Depending on where you employed chasing numbers may have to become important to you because its important to your customers. Customers, especially parents want to "gauge" the effectiveness of the training program by the results you achieve. Besides a better 40 yard dash time, the athlete has also improved in self confidence, balance, dedication, drive, and other areas that are unmeasurable.

The training needs to be designed to not only improve in the testable areas- speed, agility.... But also to give the athlete the best chance to achieve.

The customer has their gauge to show how much they've improved in the areas they care about, and also to prepare them physically to be an all around better athlete by addressing the areas they don't even know they need to improve in.

Mark Crabtee MS,ATC,CSCS

At 3/18/08, 12:32 PM, Anonymous Anonymous said...

This is an excellent post and one that I believe should be carefully considered by coaches, athletes, S/C people (athletic development is really a much better term!)AND parents. (Isn't it the job of the "pros" to educate their customers?).

I have been a college baseball coach (in charge of my own development program), a scout, am now a sport psychologist/professor/ consultant. I also have a son who is a budding athlete as a soph in HS. Here is the problem you so astutely point out. The "numbers" simply measure the athlete's tools (baseball has 5 tools). But how does the athlete USE those tools in performance environs (real games!)?

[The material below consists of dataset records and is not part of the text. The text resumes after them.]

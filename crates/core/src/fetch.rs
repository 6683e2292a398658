//! Content fetching from URLs, files, and stdin.
//!
//! Article pages are fetched through the [`PageFetcher`] trait so the pipeline can
//! run against canned pages in tests. [`HttpFetcher`] is the real implementation;
//! files and stdin carry article JSON for the command line tool.

use std::fs;
use std::future::Future;
use std::path::PathBuf;
#[cfg(feature = "fetch")]
use std::time::Duration;

#[cfg(feature = "fetch")]
use reqwest::Client;
#[cfg(feature = "fetch")]
use url::Url;

use crate::{LustreError, Result};

/// User agent of a current desktop Chrome. Some publishers refuse unknown agents.
pub const DEFAULT_USER_AGENT: &str =
    "Mozilla/5.0 (Windows NT 10.0; Win64; x64) AppleWebKit/537.36 (KHTML, like Gecko) Chrome/120.0.0.0 Safari/537.36";

/// HTTP client configuration for fetching article pages.
#[derive(Debug, Clone)]
pub struct FetchConfig {
    /// Request timeout in seconds.
    pub timeout: u64,
    /// User-Agent header sent with every request.
    pub user_agent: String,
}

impl Default for FetchConfig {
    fn default() -> Self {
        Self { timeout: 10, user_agent: DEFAULT_USER_AGENT.to_string() }
    }
}

/// Source of article page HTML.
///
/// Any error means "no page this time"; the pipeline never retries.
pub trait PageFetcher {
    fn fetch(&self, url: &str) -> impl Future<Output = Result<String>> + Send;
}

/// [`PageFetcher`] backed by a shared `reqwest` client.
///
/// Redirects are followed and the configured timeout covers the whole request.
#[cfg(feature = "fetch")]
#[derive(Debug, Clone)]
pub struct HttpFetcher {
    client: Client,
    config: FetchConfig,
}

#[cfg(feature = "fetch")]
impl HttpFetcher {
    pub fn new(config: FetchConfig) -> Result<Self> {
        let client = Client::builder()
            .timeout(Duration::from_secs(config.timeout))
            .user_agent(config.user_agent.as_str())
            .build()
            .map_err(LustreError::HttpError)?;

        Ok(Self { client, config })
    }

    pub fn config(&self) -> &FetchConfig {
        &self.config
    }
}

#[cfg(feature = "fetch")]
impl PageFetcher for HttpFetcher {
    async fn fetch(&self, url: &str) -> Result<String> {
        let parsed_url = Url::parse(url).map_err(|e| LustreError::InvalidUrl(e.to_string()))?;

        if !matches!(parsed_url.scheme(), "http" | "https") {
            return Err(LustreError::InvalidUrl(format!("unsupported scheme in {url}")));
        }

        tracing::debug!(url, "Fetching article page");

        let timeout = self.config.timeout;
        let response = self
            .client
            .get(parsed_url)
            .header("Accept", "text/html,application/xhtml+xml,application/xml;q=0.9,*/*;q=0.8")
            .header("Accept-Language", "en-US,en;q=0.9")
            .send()
            .await
            .map_err(|e| if e.is_timeout() { LustreError::Timeout { timeout } } else { LustreError::HttpError(e) })?;

        let status = response.status();
        if !status.is_success() {
            return Err(LustreError::HttpStatus { status: status.as_u16(), url: url.to_string() });
        }

        let content = response
            .text()
            .await
            .map_err(|e| if e.is_timeout() { LustreError::Timeout { timeout } } else { LustreError::HttpError(e) })?;

        if content.trim().is_empty() {
            return Err(LustreError::EmptyResponse(url.to_string()));
        }

        tracing::debug!(url, bytes = content.len(), "Fetched article page");
        Ok(content)
    }
}

/// Fetches HTML content from a URL with a one-off client.
#[cfg(feature = "fetch")]
pub async fn fetch_url(url: &str, config: &FetchConfig) -> Result<String> {
    HttpFetcher::new(config.clone())?.fetch(url).await
}

/// Reads a local file, typically article JSON.
pub fn fetch_file(path: &str) -> Result<String> {
    let path_buf = PathBuf::from(path);

    if !path_buf.exists() {
        Err(LustreError::FileNotFound(path_buf))
    } else {
        fs::read_to_string(&path_buf).map_err(LustreError::from)
    }
}

/// Reads standard input until EOF.
pub fn fetch_stdin() -> Result<String> {
    use std::io::{self, Read};

    let mut buffer = String::new();
    io::stdin().read_to_string(&mut buffer).map_err(LustreError::from)?;

    Ok(buffer)
}
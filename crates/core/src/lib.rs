pub mod apply;
pub mod article;
pub mod config;
pub mod enclosure;
pub mod enhancer;
pub mod error;
pub mod fetch;
pub mod inline;
pub mod mime;
pub mod opengraph;
pub mod srcset;
pub mod upgrade;

pub use apply::apply_og_metadata;
pub use article::{Article, Enclosure, ensure_row_content};
pub use config::{EnhanceConfig, EnhanceConfigBuilder};
pub use enclosure::fix_enclosure_types;
pub use enhancer::{Enhancer, article_has_images, should_fetch};
pub use error::{LustreError, Result};
pub use fetch::{FetchConfig, PageFetcher};
#[cfg(feature = "fetch")]
pub use fetch::{HttpFetcher, fetch_url};
pub use fetch::{fetch_file, fetch_stdin};
pub use inline::{InlineResult, Modification, enhance_inline_images};
pub use mime::infer_mime_type;
pub use opengraph::{MetaKey, OgMetadata, extract_og_metadata};
pub use srcset::{DescriptorKind, SrcsetCandidate, parse_srcset, resolve_highest};
pub use upgrade::{
    PageImage, extract_page_images, is_same_image_different_size, match_and_upgrade_url, normalize_size_path,
    upgrade_enclosure_urls,
};
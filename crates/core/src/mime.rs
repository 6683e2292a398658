//! MIME type inference from URLs.
//!
//! Feeds frequently ship enclosures with an empty `type`. This module guesses one
//! from the URL alone: `data:` URLs carry their own media type, everything else
//! is looked up by path extension. Unknown extensions fall back to `image/jpeg`.

use url::Url;

/// Fallback for data URLs without a media type and for unknown extensions.
pub const DEFAULT_MIME_TYPE: &str = "image/jpeg";

/// Infers a MIME type from a URL. Never fails.
///
/// # Example
///
/// ```rust
/// use lustre_core::infer_mime_type;
///
/// assert_eq!(infer_mime_type("https://x/a.PNG"), "image/png");
/// assert_eq!(infer_mime_type("data:image/webp;base64,AAAA"), "image/webp");
/// assert_eq!(infer_mime_type("https://x/a"), "image/jpeg");
/// ```
pub fn infer_mime_type(url: &str) -> String {
    if let Some(rest) = url.strip_prefix("data:") {
        let end = rest.find([';', ',']).unwrap_or(rest.len());
        let media_type = &rest[..end];
        return if media_type.is_empty() { DEFAULT_MIME_TYPE } else { media_type }.to_string();
    }

    url_path(url)
        .map(|path| extension(file_name(&path)).to_ascii_lowercase())
        .and_then(|ext| mime_for_extension(&ext))
        .unwrap_or(DEFAULT_MIME_TYPE)
        .to_string()
}

fn mime_for_extension(ext: &str) -> Option<&'static str> {
    let mime = match ext {
        "jpg" | "jpeg" => "image/jpeg",
        "png" => "image/png",
        "gif" => "image/gif",
        "webp" => "image/webp",
        "svg" => "image/svg+xml",
        "avif" => "image/avif",
        "bmp" => "image/bmp",
        "ico" => "image/x-icon",
        "mp3" => "audio/mpeg",
        "ogg" => "audio/ogg",
        "wav" => "audio/wav",
        "m4a" => "audio/mp4",
        "mp4" => "video/mp4",
        "webm" => "video/webm",
        "mkv" => "video/x-matroska",
        "avi" => "video/x-msvideo",
        "mov" => "video/quicktime",
        _ => return None,
    };
    Some(mime)
}

/// Returns the path component of a URL with query and fragment removed.
///
/// Absolute URLs go through [`Url`], so their paths are normalized and
/// percent-encoded. Relative references (`images/a.jpg`, `//cdn/a.jpg`) have no
/// base to resolve against and are cut by hand. Opaque URLs (`data:`, `mailto:`)
/// and empty or root-only paths yield `None`.
pub fn url_path(url: &str) -> Option<String> {
    let path = match Url::parse(url) {
        Ok(parsed) if parsed.cannot_be_a_base() => return None,
        Ok(parsed) => parsed.path().to_string(),
        Err(_) => relative_path(url.trim()).to_string(),
    };

    if path.is_empty() || path == "/" { None } else { Some(path) }
}

fn relative_path(reference: &str) -> &str {
    let end = reference.find(['?', '#']).unwrap_or(reference.len());
    let reference = &reference[..end];

    match reference.strip_prefix("//") {
        Some(authority_and_path) => authority_and_path
            .find('/')
            .map_or("", |slash| &authority_and_path[slash..]),
        None => reference,
    }
}

/// Last path segment, ignoring trailing slashes.
pub fn file_name(path: &str) -> &str {
    let trimmed = path.trim_end_matches('/');
    trimmed.rsplit('/').next().unwrap_or(trimmed)
}

/// File name without its final extension (`photo.tar.gz` -> `photo.tar`).
pub fn file_stem(name: &str) -> &str {
    name.rfind('.').map_or(name, |dot| &name[..dot])
}

/// Final extension of a file name without the dot, or `""`.
pub fn extension(name: &str) -> &str {
    name.rfind('.').map_or("", |dot| &name[dot + 1..])
}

Certainly we have all seen athletes who have great tools (run, jump, throw, great strength, etc.)....but can't PLAY (see NFL combine, MLB draft 1st round). Why? Perhaps they have developed the tools in isolation, or they are poor decision makers. Again, context...train within the context of the sport. And also, "physical" tools and their development often neglect "mental/emotional" tools.

Yes, improvements in numbers MIGHT develop drive, confidence, etc. but it is not a given that these things carry over. Thanks for the thought-provoking post Vern.

Paul Davis

At 3/19/08, 12:12 AM, Anonymous Anonymous said...

Not sure if any smart strength and conditioning coach will 'chase numbers' . GPP is where measurements can be done and progress measured. But we know It only indicates a general physical adaptation. The real danger is when games coaches mix up game skills and physical fitness in assessment and training. If the training is right the results will show in the actual game. But arbitrary testing of movement or skill is as dangerous as chasing numbers.

At 3/19/08, 3:08 AM, Blogger Jamie said...

HI Vern

Brent Rushall wrote an excellent letter to Alan Roaf, Director of Canadian Rowing a while back with regards to the "numbers" in sport.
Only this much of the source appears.